The radiation dose profiles in adult patients varied between the head and the other regions of the body. While head, HRCT-chest, and pelvic CTDIvol and DLPs were higher than the recommended EC dose limits, the other body regions (chest and abdominal) complied with the acceptable EC dose requirements for adult patients. These findings may be explained by the use of higher scanning parameters (kV, mAs, or exposure time). Since the DLP and ED values were calculated from CTDIvol with standard scanning distances, it was not possible to obtain more detailed information from actual scan lengths. In Europe, CTDIvol values for head CT applications should be maintained below 60 mGy values, unless medical situation necessitates a higher value. In the present study, maximum third quartile CTDIvol values for head examinations in adult patients were 66.4 mGy (Fig. 1). This indicates that a substantial number of the CT appliances in Turkey exceed the recommended radiation dose value for head examinations, which approximately comprise one third of all examinations performed in Turkey. The HRCT -chest and pelvic CTDIvol values were also higher in Turkey compared with the EC recommendations and some of the previously published surveys (17). The DLP values for adult head examinations, as expected from the results of CTDIvol, were similar to that reported in a previous study (21).
The DRL values were based on the upper limits of average values from periodical surveys or audits; the findings of which did not suggest poor medical practice. The evaluation of mean and first quartile values have been recommended for optimization processes (9).

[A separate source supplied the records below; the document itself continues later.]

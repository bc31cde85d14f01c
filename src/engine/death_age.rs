//! Mean age of COVID deaths per jurisdiction, input to age adjustment.

use std::collections::BTreeMap;

use crate::engine::reconcile::SplitJurisdiction;
use crate::engine::types::CovidDeathRow;

/// Age-bracket labels of the deaths-by-age dataset and the midpoint age
/// assigned to each. 85+ is approximated as 90.
static BRACKET_MIDPOINTS: &[(&str, f64)] = &[
    ("Under 1 year", 0.5),
    ("1-4 years", 3.0),
    ("5-14 years", 10.0),
    ("15-24 years", 20.0),
    ("25-34 years", 30.0),
    ("35-44 years", 40.0),
    ("45-54 years", 50.0),
    ("55-64 years", 60.0),
    ("65-74 years", 70.0),
    ("75-84 years", 80.0),
    ("85 years and over", 90.0),
];

/// Computes the death-count-weighted mean age of COVID deaths for every
/// jurisdiction in `rows`.
///
/// Suppressed cells are assumed to hold `suppressed_fill` deaths (assuming 0
/// or 5 has an insignificant effect on the mean). Rows for a split child
/// unit are merged into the parent before averaging. Rows whose age-group
/// label is not a known bracket (e.g. an "All Ages" total) are skipped.
pub fn mean_death_ages(
    rows: &[CovidDeathRow],
    split: &SplitJurisdiction,
    suppressed_fill: f64,
) -> BTreeMap<String, f64> {
    let mut sums: BTreeMap<String, (f64, f64)> = BTreeMap::new(); // (age*deaths, deaths)

    for row in rows {
        let Some(midpoint) = midpoint_for(&row.age_group) else {
            continue;
        };
        let deaths = row.deaths.unwrap_or(suppressed_fill);
        let name = split.canonical(&row.jurisdiction);

        let entry = sums.entry(name.to_string()).or_insert((0.0, 0.0));
        entry.0 += midpoint * deaths;
        entry.1 += deaths;
    }

    sums.into_iter()
        .filter(|&(_, (_, deaths))| deaths > 0.0)
        .map(|(name, (ages, deaths))| (name, ages / deaths))
        .collect()
}

fn midpoint_for(age_group: &str) -> Option<f64> {
    BRACKET_MIDPOINTS
        .iter()
        .find(|&&(label, _)| label == age_group)
        .map(|&(_, midpoint)| midpoint)
}

#[cfg(test)]
mod tests {
    use super::*;

    fn row(jurisdiction: &str, age_group: &str, deaths: Option<f64>) -> CovidDeathRow {
        CovidDeathRow {
            jurisdiction: jurisdiction.to_string(),
            age_group: age_group.to_string(),
            deaths,
        }
    }

    #[test]
    fn test_weighted_mean() {
        let rows = vec![
            row("Vermont", "65-74 years", Some(100.0)),
            row("Vermont", "85 years and over", Some(300.0)),
        ];
        let ages = mean_death_ages(&rows, &SplitJurisdiction::default(), 5.0);
        // (70*100 + 90*300) / 400 = 85
        assert_eq!(ages["Vermont"], 85.0);
    }

    #[test]
    fn test_suppressed_cells_use_fill() {
        let rows = vec![
            row("Vermont", "15-24 years", None),
            row("Vermont", "15-24 years", Some(5.0)),
        ];
        let ages = mean_death_ages(&rows, &SplitJurisdiction::default(), 5.0);
        assert_eq!(ages["Vermont"], 20.0);
    }

    #[test]
    fn test_child_merged_into_parent() {
        let rows = vec![
            row("New York", "65-74 years", Some(100.0)),
            row("New York City", "85 years and over", Some(100.0)),
        ];
        let ages = mean_death_ages(&rows, &SplitJurisdiction::default(), 5.0);
        assert!(!ages.contains_key("New York City"));
        assert_eq!(ages["New York"], 80.0);
    }

    #[test]
    fn test_unknown_bracket_skipped() {
        let rows = vec![
            row("Vermont", "All Ages", Some(9999.0)),
            row("Vermont", "45-54 years", Some(10.0)),
        ];
        let ages = mean_death_ages(&rows, &SplitJurisdiction::default(), 5.0);
        assert_eq!(ages["Vermont"], 50.0);
    }
}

The present study compared the mean and first quartile values from adult protocols with currently available information from the published literature. The mean DLP was lower in Turkey than in Ireland (20) for head (660 vs. 857 mGy. cm), thorax (247 vs. 354 mGy.cm), and abdominal CT examinations (176 vs. 547 mGy. cm); however, values for HRCT-chest examinations were higher in Turkey (240 vs. 166 mGy cm). Mean DLP was also lower in Turkey compared with Italy (22) for head (660 vs. 1086 mGy.cm), thorax (247 vs. 453 mGy. cm), and abdominal (176 vs. 450 mGy.cm) examinations. In addition, the first quartile percentile DLP values for head (350 vs. 867 mGy.cm), thorax (131 vs. 282 mGy.cm), and abdominal (93 vs. 266 mGy.cm) examinations were lower in Turkey than in Italy (22).
It is important to develop and implement low-dose scanning protocols which also evaluate image quality with regards to noise level and contrast-to-noise ratio for specific body regions. However, in addition to the diversity of CT devices, variations between the different body protocols may complicate dose-lowering efforts (9, 22). Department-specific training for individual CT radiology professionals involves a dose-decreasing chain of inputs (33). Current multi-detector CTs may produce lower radiation doses than single-detector CT systems, because of their increased speed and reduced total scanning time; however, data to support this is limited.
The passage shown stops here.